§ **TASK DIRECTIONS**
Pick every line out of the entries below that has the string "super", and copy it.

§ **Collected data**
//! In-process repository adapters.
//!
//! Each store keeps its state behind a single `tokio::sync::RwLock`, so every
//! trait method is one atomic step. That is what makes get-or-create and the
//! compare-and-set status updates race-free for concurrent callers.

use std::collections::HashMap;

use chrono::Utc;
use docloom_types::document::Document;
use docloom_types::error::RepositoryError;
use docloom_types::execution::ExecutionState;
use docloom_types::thread::{
    IdempotencyKey, LedgerEntry, SpaceRef, Thread, ThreadStatus, WorkItem, WorkItemStatus,
};
use tokio::sync::RwLock;
use uuid::Uuid;

use super::document::DocumentRepository;
use super::execution::ExecutionRepository;
use super::thread::ThreadRepository;

// ---------------------------------------------------------------------------
// Threads
// ---------------------------------------------------------------------------

#[derive(Default)]
struct ThreadTables {
    threads: HashMap<Uuid, Thread>,
    /// Insertion order of threads, for stable child listings.
    thread_order: Vec<Uuid>,
    by_key: HashMap<IdempotencyKey, Uuid>,
    work_items: HashMap<Uuid, WorkItem>,
    items_by_thread: HashMap<Uuid, Vec<Uuid>>,
    ledger: Vec<LedgerEntry>,
}

/// In-memory [`ThreadRepository`].
#[derive(Default)]
pub struct InMemoryThreadRepository {
    tables: RwLock<ThreadTables>,
}

impl InMemoryThreadRepository {
    pub fn new() -> Self {
        Self::default()
    }
}

impl ThreadRepository for InMemoryThreadRepository {
    async fn insert_thread_if_absent(&self, thread: Thread) -> Result<(Thread, bool), RepositoryError> {
        let mut tables = self.tables.write().await;
        if let Some(existing) = tables
            .by_key
            .get(&thread.idempotency_key)
            .and_then(|id| tables.threads.get(id))
        {
            return Ok((existing.clone(), false));
        }
        tables.by_key.insert(thread.idempotency_key.clone(), thread.id);
        tables.thread_order.push(thread.id);
        tables.threads.insert(thread.id, thread.clone());
        Ok((thread, true))
    }

    async fn get_thread(&self, id: &Uuid) -> Result<Option<Thread>, RepositoryError> {
        Ok(self.tables.read().await.threads.get(id).cloned())
    }

    async fn get_thread_by_key(&self, key: &IdempotencyKey) -> Result<Option<Thread>, RepositoryError> {
        let tables = self.tables.read().await;
        Ok(tables.by_key.get(key).and_then(|id| tables.threads.get(id)).cloned())
    }

    async fn update_thread_status(
        &self,
        id: &Uuid,
        expected: &[ThreadStatus],
        to: ThreadStatus,
        failure_reason: Option<&str>,
    ) -> Result<Thread, RepositoryError> {
        let mut tables = self.tables.write().await;
        let thread = tables.threads.get_mut(id).ok_or(RepositoryError::NotFound)?;
        if !expected.contains(&thread.status) {
            return Err(RepositoryError::Conflict(format!(
                "thread {id} is {}, cannot move to {to}",
                thread.status
            )));
        }
        thread.status = to;
        thread.closed_at = to.is_terminal().then(Utc::now);
        thread.failure_reason = match to {
            ThreadStatus::Failed => failure_reason.map(str::to_string),
            _ => None,
        };
        Ok(thread.clone())
    }

    async fn list_child_threads(&self, parent_id: &Uuid) -> Result<Vec<Thread>, RepositoryError> {
        let tables = self.tables.read().await;
        Ok(tables
            .thread_order
            .iter()
            .filter_map(|id| tables.threads.get(id))
            .filter(|t| t.parent_thread_id.as_ref() == Some(parent_id))
            .cloned()
            .collect())
    }

    async fn create_work_item(&self, thread_id: &Uuid, lock_scope: &str) -> Result<WorkItem, RepositoryError> {
        let mut tables = self.tables.write().await;
        if !tables.threads.contains_key(thread_id) {
            return Err(RepositoryError::NotFound);
        }
        let sequence = tables
            .items_by_thread
            .get(thread_id)
            .into_iter()
            .flatten()
            .filter_map(|id| tables.work_items.get(id))
            .map(|wi| wi.sequence)
            .max()
            .unwrap_or(0)
            + 1;
        let now = Utc::now();
        let item = WorkItem {
            id: Uuid::now_v7(),
            thread_id: *thread_id,
            sequence,
            lock_scope: lock_scope.to_string(),
            status: WorkItemStatus::Created,
            error_code: None,
            error_message: None,
            created_at: now,
            updated_at: now,
        };
        tables.items_by_thread.entry(*thread_id).or_default().push(item.id);
        tables.work_items.insert(item.id, item.clone());
        Ok(item)
    }

    async fn get_work_item(&self, id: &Uuid) -> Result<Option<WorkItem>, RepositoryError> {
        Ok(self.tables.read().await.work_items.get(id).cloned())
    }

    async fn update_work_item_status(
        &self,
        id: &Uuid,
        to: WorkItemStatus,
        error_code: Option<&str>,
        error_message: Option<&str>,
    ) -> Result<WorkItem, RepositoryError> {
        let mut tables = self.tables.write().await;
        let item = tables.work_items.get_mut(id).ok_or(RepositoryError::NotFound)?;
        if !to.allowed_from().contains(&item.status) {
            return Err(RepositoryError::Conflict(format!(
                "work item {id} is {}, cannot move to {to}",
                item.status
            )));
        }
        item.status = to;
        item.updated_at = Utc::now();
        if let Some(code) = error_code {
            item.error_code = Some(code.to_string());
        }
        if let Some(message) = error_message {
            item.error_message = Some(message.to_string());
        }
        Ok(item.clone())
    }

    async fn list_work_items(&self, thread_id: &Uuid) -> Result<Vec<WorkItem>, RepositoryError> {
        let tables = self.tables.read().await;
        let mut items: Vec<WorkItem> = tables
            .items_by_thread
            .get(thread_id)
            .into_iter()
            .flatten()
            .filter_map(|id| tables.work_items.get(id))
            .cloned()
            .collect();
        items.sort_by_key(|wi| wi.sequence);
        Ok(items)
    }

    async fn list_open_work_items_by_scope(&self, lock_scope: &str) -> Result<Vec<WorkItem>, RepositoryError> {
        let tables = self.tables.read().await;
        Ok(tables
            .work_items
            .values()
            .filter(|wi| wi.lock_scope == lock_scope && !wi.status.is_terminal())
            .cloned()
            .collect())
    }

    async fn append_ledger_entry(&self, entry: LedgerEntry) -> Result<(), RepositoryError> {
        self.tables.write().await.ledger.push(entry);
        Ok(())
    }

    async fn list_ledger_entries(
        &self,
        thread_id: &Uuid,
        work_item_id: Option<&Uuid>,
    ) -> Result<Vec<LedgerEntry>, RepositoryError> {
        let tables = self.tables.read().await;
        Ok(tables
            .ledger
            .iter()
            .filter(|e| &e.thread_id == thread_id)
            .filter(|e| work_item_id.is_none_or(|wi| e.work_item_id.as_ref() == Some(wi)))
            .cloned()
            .collect())
    }
}

// ---------------------------------------------------------------------------
// Documents
// ---------------------------------------------------------------------------

/// In-memory [`DocumentRepository`]. Versions are kept in save order.
#[derive(Default)]
pub struct InMemoryDocumentRepository {
    documents: RwLock<Vec<Document>>,
}

impl InMemoryDocumentRepository {
    pub fn new() -> Self {
        Self::default()
    }

    /// Assign version and latest flag, clearing the previous latest version.
    fn insert_version(documents: &mut Vec<Document>, mut document: Document) -> Document {
        let mut next_version = 1;
        for existing in documents
            .iter_mut()
            .filter(|d| d.scope == document.scope && d.doc_type == document.doc_type)
        {
            next_version = next_version.max(existing.version + 1);
            existing.is_latest = false;
        }
        document.version = next_version;
        document.is_latest = true;
        documents.push(document.clone());
        document
    }
}

impl DocumentRepository for InMemoryDocumentRepository {
    async fn save(&self, document: Document) -> Result<Document, RepositoryError> {
        let mut documents = self.documents.write().await;
        Ok(Self::insert_version(&mut documents, document))
    }

    async fn save_batch(&self, batch: Vec<Document>) -> Result<Vec<Document>, RepositoryError> {
        let mut documents = self.documents.write().await;
        Ok(batch
            .into_iter()
            .map(|d| Self::insert_version(&mut documents, d))
            .collect())
    }

    async fn get(&self, id: &Uuid) -> Result<Option<Document>, RepositoryError> {
        Ok(self.documents.read().await.iter().find(|d| &d.id == id).cloned())
    }

    async fn get_by_scope_type(
        &self,
        scope: &SpaceRef,
        doc_type: &str,
        version: Option<u32>,
    ) -> Result<Option<Document>, RepositoryError> {
        let documents = self.documents.read().await;
        Ok(documents
            .iter()
            .filter(|d| &d.scope == scope && d.doc_type == doc_type)
            .find(|d| match version {
                Some(v) => d.version == v,
                None => d.is_latest,
            })
            .cloned())
    }

    async fn list_by_scope(&self, scope: &SpaceRef) -> Result<Vec<Document>, RepositoryError> {
        let documents = self.documents.read().await;
        Ok(documents
            .iter()
            .filter(|d| &d.scope == scope && d.is_latest)
            .cloned()
            .collect())
    }

    async fn delete(&self, id: &Uuid) -> Result<bool, RepositoryError> {
        let mut documents = self.documents.write().await;
        let Some(pos) = documents.iter().position(|d| &d.id == id) else {
            return Ok(false);
        };
        let removed = documents.remove(pos);
        // Promote the highest remaining version when the latest one goes away.
        if removed.is_latest
            && let Some(previous) = documents
                .iter_mut()
                .filter(|d| d.scope == removed.scope && d.doc_type == removed.doc_type)
                .max_by_key(|d| d.version)
        {
            previous.is_latest = true;
        }
        Ok(true)
    }
}

// ---------------------------------------------------------------------------
// Executions
// ---------------------------------------------------------------------------

/// In-memory [`ExecutionRepository`].
#[derive(Default)]
pub struct InMemoryExecutionRepository {
    executions: RwLock<HashMap<Uuid, ExecutionState>>,
}

impl InMemoryExecutionRepository {
    pub fn new() -> Self {
        Self::default()
    }
}

impl ExecutionRepository for InMemoryExecutionRepository {
    async fn save(&self, state: &ExecutionState) -> Result<(), RepositoryError> {
        self.executions.write().await.insert(state.id, state.clone());
        Ok(())
    }

    async fn get(&self, id: &Uuid) -> Result<Option<ExecutionState>, RepositoryError> {
        Ok(self.executions.read().await.get(id).cloned())
    }

    async fn get_by_thread(&self, thread_id: &Uuid) -> Result<Option<ExecutionState>, RepositoryError> {
        Ok(self
            .executions
            .read()
            .await
            .values()
            .find(|e| &e.thread_id == thread_id)
            .cloned())
    }

    async fn list_by_scope(&self, scope: &SpaceRef) -> Result<Vec<ExecutionState>, RepositoryError> {
        let mut list: Vec<ExecutionState> = self
            .executions
            .read()
            .await
            .values()
            .filter(|e| &e.scope == scope)
            .cloned()
            .collect();
        list.sort_by(|a, b| b.created_at.cmp(&a.created_at));
        Ok(list)
    }

    async fn list_active(&self) -> Result<Vec<ExecutionState>, RepositoryError> {
        let mut list: Vec<ExecutionState> = self
            .executions
            .read()
            .await
            .values()
            .filter(|e| !e.status.is_terminal())
            .cloned()
            .collect();
        list.sort_by(|a, b| b.created_at.cmp(&a.created_at));
        Ok(list)
    }
}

§ **COMPLETED EXERCISE**
use super::document::DocumentRepository;
use super::execution::ExecutionRepository;
use super::thread::ThreadRepository;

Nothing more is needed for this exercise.